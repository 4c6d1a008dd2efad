//! Core library for debkit.
//!
//! Each module is one single-pass build step: read inputs fully, transform in
//! memory, write outputs once.

pub mod changelog;
pub mod config;
pub mod hook;
pub mod license;
pub mod manifest;
pub mod paths;
pub mod reporter;

pub use config::BuildConfig;
pub use paths::Layout;
pub use reporter::{NullReporter, Reporter};
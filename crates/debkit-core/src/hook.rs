//! Runtime package hook.
//!
//! The bundled binary calls [`run_package_hook`] once at startup. It makes
//! sure the application's settings record which distribution channel produced
//! the running binary, and never prevents the application from starting.

use debkit_schema::PackageType;
use serde_json::{Map, Value};
use std::fs;
use std::path::{Path, PathBuf};
use thiserror::Error;

/// Settings key holding the package-type marker.
pub const PACKAGE_KEY: &str = "package";

/// Errors raised while reading or writing the settings.
#[derive(Error, Debug)]
pub enum HookError {
    /// The settings file could not be read or written.
    #[error("IO error on {path}: {source}")]
    Io {
        /// Settings file.
        path: PathBuf,
        /// Underlying I/O error.
        #[source]
        source: std::io::Error,
    },

    /// The settings file is not valid JSON.
    #[error("Invalid settings JSON: {0}")]
    Json(#[from] serde_json::Error),

    /// The settings file holds JSON other than an object.
    #[error("Settings file {0} is not a JSON object")]
    NotAnObject(PathBuf),
}

/// Access to the host application's persisted package setting.
pub trait PackageConfig {
    /// The stored package-type marker, `None` when unset.
    ///
    /// # Errors
    ///
    /// Returns an error if the settings cannot be read.
    fn package(&self) -> Result<Option<String>, HookError>;

    /// Whether `stored` is a valid marker for this binary.
    fn validate(&self, stored: Option<&str>, expected: &PackageType) -> bool {
        stored.is_some_and(|value| value == expected.as_str())
    }

    /// Persist `marker` as the package type.
    ///
    /// # Errors
    ///
    /// Returns an error if the settings cannot be written.
    fn setup_package(&mut self, marker: &PackageType) -> Result<(), HookError>;
}

/// Result of a hook run. Informational only; the hook never fails.
#[derive(Debug, Clone, Copy, PartialEq, Eq)]
pub enum HookOutcome {
    /// The stored marker was already valid.
    AlreadyConfigured,
    /// The marker was written.
    Updated,
    /// Writing the marker failed; the error was logged.
    SetupFailed,
}

/// Check the stored package type and set it to `marker` if it differs.
///
/// A read failure counts as unset. A setup failure is logged and swallowed
/// so that the application still starts.
pub fn run_package_hook<C>(config: &mut C, marker: &PackageType) -> HookOutcome
where
    C: PackageConfig + ?Sized,
{
    tracing::info!("Startup hook executed before main application.");

    let stored = config.package().unwrap_or_else(|e| {
        tracing::warn!("Could not read package setting: {e}");
        None
    });

    if config.validate(stored.as_deref(), marker) {
        tracing::debug!("App package already set to '{marker}'");
        return HookOutcome::AlreadyConfigured;
    }

    match config.setup_package(marker) {
        Ok(()) => {
            tracing::debug!("App package set to '{marker}'");
            HookOutcome::Updated
        }
        Err(e) => {
            tracing::error!("Error occurred during init process: {e}");
            HookOutcome::SetupFailed
        }
    }
}

/// Settings stored as a JSON object on disk.
///
/// Keys other than [`PACKAGE_KEY`] are preserved on write.
#[derive(Debug, Clone)]
pub struct JsonSettings {
    path: PathBuf,
}

impl JsonSettings {
    /// Settings backed by the JSON file at `path`; it need not exist yet.
    pub fn new(path: impl Into<PathBuf>) -> Self {
        Self { path: path.into() }
    }

    /// Backing file.
    pub fn path(&self) -> &Path {
        &self.path
    }

    /// Load the settings object; a missing file is an empty object.
    fn load(&self) -> Result<Map<String, Value>, HookError> {
        let content = match fs::read_to_string(&self.path) {
            Ok(content) => content,
            Err(e) if e.kind() == std::io::ErrorKind::NotFound => return Ok(Map::new()),
            Err(source) => {
                return Err(HookError::Io {
                    path: self.path.clone(),
                    source,
                });
            }
        };

        if content.trim().is_empty() {
            return Ok(Map::new());
        }

        match serde_json::from_str::<Value>(&content)? {
            Value::Object(map) => Ok(map),
            _ => Err(HookError::NotAnObject(self.path.clone())),
        }
    }
}

impl PackageConfig for JsonSettings {
    fn package(&self) -> Result<Option<String>, HookError> {
        Ok(self
            .load()?
            .get(PACKAGE_KEY)
            .and_then(Value::as_str)
            .map(str::to_string))
    }

    fn setup_package(&mut self, marker: &PackageType) -> Result<(), HookError> {
        let mut settings = self.load()?;
        settings.insert(
            PACKAGE_KEY.to_string(),
            Value::String(marker.as_str().to_string()),
        );

        let io_err = |source| HookError::Io {
            path: self.path.clone(),
            source,
        };
        if let Some(parent) = self.path.parent() {
            fs::create_dir_all(parent).map_err(io_err)?;
        }
        let content = serde_json::to_string_pretty(&Value::Object(settings))?;
        fs::write(&self.path, content + "\n").map_err(io_err)
    }
}

#[cfg(test)]
mod tests {
    use super::*;
    use tempfile::TempDir;

    /// In-memory config that can be told to fail on setup.
    struct MemoryConfig {
        stored: Option<String>,
        fail_setup: bool,
        setups: usize,
    }

    impl PackageConfig for MemoryConfig {
        fn package(&self) -> Result<Option<String>, HookError> {
            Ok(self.stored.clone())
        }

        fn setup_package(&mut self, marker: &PackageType) -> Result<(), HookError> {
            self.setups += 1;
            if self.fail_setup {
                return Err(HookError::NotAnObject(PathBuf::from("memory")));
            }
            self.stored = Some(marker.to_string());
            Ok(())
        }
    }

    #[test]
    fn valid_marker_is_left_alone() {
        let mut config = MemoryConfig {
            stored: Some("bin".into()),
            fail_setup: false,
            setups: 0,
        };
        let outcome = run_package_hook(&mut config, &PackageType::bundled());

        assert_eq!(outcome, HookOutcome::AlreadyConfigured);
        assert_eq!(config.setups, 0);
    }

    #[test]
    fn mismatched_marker_is_updated() {
        let mut config = MemoryConfig {
            stored: Some("pip".into()),
            fail_setup: false,
            setups: 0,
        };
        let outcome = run_package_hook(&mut config, &PackageType::bundled());

        assert_eq!(outcome, HookOutcome::Updated);
        assert_eq!(config.stored.as_deref(), Some("bin"));
    }

    #[test]
    fn setup_failure_is_swallowed() {
        let mut config = MemoryConfig {
            stored: None,
            fail_setup: true,
            setups: 0,
        };
        let outcome = run_package_hook(&mut config, &PackageType::bundled());

        assert_eq!(outcome, HookOutcome::SetupFailed);
        assert_eq!(config.setups, 1);
    }

    #[test]
    fn json_settings_round_trip_preserves_other_keys() {
        let dir = TempDir::new().unwrap();
        let path = dir.path().join("notolog").join("settings.json");
        fs::create_dir_all(path.parent().unwrap()).unwrap();
        fs::write(&path, r#"{"theme": "dark", "package": "pip"}"#).unwrap();

        let mut settings = JsonSettings::new(&path);
        assert_eq!(settings.package().unwrap().as_deref(), Some("pip"));

        assert_eq!(
            run_package_hook(&mut settings, &PackageType::bundled()),
            HookOutcome::Updated
        );

        let saved: Value = serde_json::from_str(&fs::read_to_string(&path).unwrap()).unwrap();
        assert_eq!(saved["package"], "bin");
        assert_eq!(saved["theme"], "dark");

        assert_eq!(
            run_package_hook(&mut settings, &PackageType::bundled()),
            HookOutcome::AlreadyConfigured
        );
    }

    #[test]
    fn missing_settings_file_is_created() {
        let dir = TempDir::new().unwrap();
        let path = dir.path().join("cfg").join("settings.json");
        let mut settings = JsonSettings::new(&path);

        assert_eq!(settings.package().unwrap(), None);
        assert_eq!(
            run_package_hook(&mut settings, &PackageType::bundled()),
            HookOutcome::Updated
        );
        assert!(path.exists());
    }

    #[test]
    fn corrupt_settings_do_not_abort() {
        let dir = TempDir::new().unwrap();
        let path = dir.path().join("settings.json");
        fs::write(&path, "[1, 2, 3]").unwrap();

        let mut settings = JsonSettings::new(&path);
        assert!(matches!(settings.package(), Err(HookError::NotAnObject(_))));
        assert_eq!(
            run_package_hook(&mut settings, &PackageType::bundled()),
            HookOutcome::SetupFailed
        );
    }
}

» **What you will do**: Copy the lines of the data above exactly as written, beginning with the line containing "self.stored = Some(marker.to_string());" and ending with the line containing "assert_eq!(outcome, HookOutcome::Updated);", and leave out all other lines.

» **Exercise output**:
            self.stored = Some(marker.to_string());
            Ok(())
        }
    }

    #[test]
    fn valid_marker_is_left_alone() {
        let mut config = MemoryConfig {
            stored: Some("bin".into()),
            fail_setup: false,
            setups: 0,
        };
        let outcome = run_package_hook(&mut config, &PackageType::bundled());

        assert_eq!(outcome, HookOutcome::AlreadyConfigured);
        assert_eq!(config.setups, 0);
    }

    #[test]
    fn mismatched_marker_is_updated() {
        let mut config = MemoryConfig {
            stored: Some("pip".into()),
            fail_setup: false,
            setups: 0,
        };
        let outcome = run_package_hook(&mut config, &PackageType::bundled());

        assert_eq!(outcome, HookOutcome::Updated);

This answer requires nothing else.